Lessons from the Pit is a disorganized self-help book stemming from Joseph Leininger’s career in which he dishes out homilies vaguely related to how he had to reconcile his Christian faith with the most purely capitalistic occupation in the world[4]. This book was definitely inspired by God in The Pits by Mark Ritchie, published just a few years earlier. I didn’t care much for that one because the author seemed to have forgotten that he included The Pits in the title. In comparison, Leininger’s book contains more detail about a career spent trading but was ironically less interesting to read.
Leininger claims to have had a disdain for math class while in school. It doesn’t seem he was a fan of English class either. The book is filled with tired clichés[5] and adjectives that have ruined the flow of many a first publication. The writing is forced and fumbled. There is one action sequence that is pretty good. He tells a story about a fight between a city champion boxer and a former college football player who both wanted to stand in the same space on the trading floor. Were “fists flying”? You bet they were. For the rest of the narrative, as soon as Leininger starts to explore a compelling theme, he accelerates the pace as if someone is holding a gun to his head and abruptly tries to pull a teachable lesson out of it. In life, each person experiences a limited number of teachable moments worth writing about. I feel that the author squandered opportunities to fully extrapolate his.
With its two competing forces, his faith being subjectively good and his occupation, I suppose, being subjectively evil, Lessons From the Pit carried a high risk of being contradictory. Or, simply, being a bad book. Regarding his faith, the bible references were on point, particularly Proverbs 27:17, which I made the caption of the Instagram photo taken of my best friends and I at college graduation. Really, though, the question I was left pondering was whether the motivation to write the book was pent-up guilt, the desire to make more money, or something objectively noble. Though he asserts that he doesn’t exhibit a holier-than-thou attitude, at many times his diction is pompous. Most notably, he refers to waiters who bother him as “insolent” which is a word I’ve only heard kings in movies use. He also passes judgment on the activities other traders engage in for fun and what he describes as self-destructive lifestyles.
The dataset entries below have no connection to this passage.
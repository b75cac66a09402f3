// THEORY:
// This file is the main entry point for the `particle_trail` library crate.
// It exposes the per-frame tracking pipeline (`TrackerContext`, `run`) and the
// collaborator traits a front end implements to feed frames in and show the
// annotated result. The image-processing stages live in `core_modules` and
// operate on plain `image` buffers, so nothing here depends on a camera API.

pub mod core_modules;
pub mod error;
pub mod frame;
pub mod pipeline;

pub use error::{Result, TrackerError};
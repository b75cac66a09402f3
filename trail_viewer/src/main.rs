use anyhow::Context;
use clap::Parser;
use particle_trail::core_modules::color_range::ColorRange;
use particle_trail::pipeline::{TrackerConfig, TrackerContext, run};
use std::time::Duration;

mod args;
mod video;

use args::Args;
use video::{CaptureSource, SourceSpec, WindowDisplay};

const WINDOW_LABEL: &str = "Detecting particle trajectory";

fn main() -> anyhow::Result<()> {
    env_logger::Builder::from_env(env_logger::Env::default().default_filter_or("info")).init();

    // --- 1. Argument Parsing & Configuration ---
    let args = Args::parse();
    let config = TrackerConfig {
        color_range: ColorRange::new(args.lower, args.upper).context("invalid --lower/--upper")?,
        capacity: args.buffer as usize,
        frame_width: args.width,
        min_radius: args.min_radius,
        warmup: Duration::from_millis(args.warmup_ms),
        ..TrackerConfig::default()
    };
    let mut context = TrackerContext::new(config).context("invalid tracker configuration")?;

    // --- 2. Video I/O Initialization ---
    // The source must open before any window appears.
    let spec = match &args.video {
        Some(path) => SourceSpec::File(path),
        None => SourceSpec::Camera(args.camera),
    };
    let mut source = CaptureSource::open(spec).context("cannot start tracking")?;
    std::thread::sleep(context.config().warmup);
    let mut display = WindowDisplay::new(WINDOW_LABEL).context("cannot open display window")?;

    // --- 3. Main Processing Loop ---
    let summary = run(&mut context, &mut source, &mut display).context("tracking stopped")?;
    log::info!(
        "processed {} frames ({:?})",
        summary.frames_processed,
        summary.stop_reason
    );

    // --- 4. Trajectory Dump ---
    // Source and window are released when they go out of scope below.
    let trail = context.trail();
    println!("{}", trail.format_centroids());
    println!(" ");
    println!("{}", trail.format_timestamps());

    Ok(())
}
There are good points made, but, when I was reminded that many traders were getting out of the pits at one in the afternoon, I was more curious about what the author was doing with his free time during those years.
In closing, this book isn’t worth the read, but explores a few interesting themes from days long past and contains a few lessons that are timeless.
Points of study:
– Some insights into how Shatkin trading operated
– Options vs Futures briefly mentioned
– Pit dynamics
– Characters in the pits
– Rise and fall of the Eurodollar options floor
– Thoughts on charitable giving, the wholesomeness of volunteering
– Relationship building and necessity of finding reliable partners
– Risk management strategies
– “Gut feel” trading
– Chapter 9: Hit Singles, not home runs
– Recounting of trading during, after Black Monday
[4]: “The green monster was working to set up shop in my heart”
[5]: “My brain was pure Jello”, ““The man””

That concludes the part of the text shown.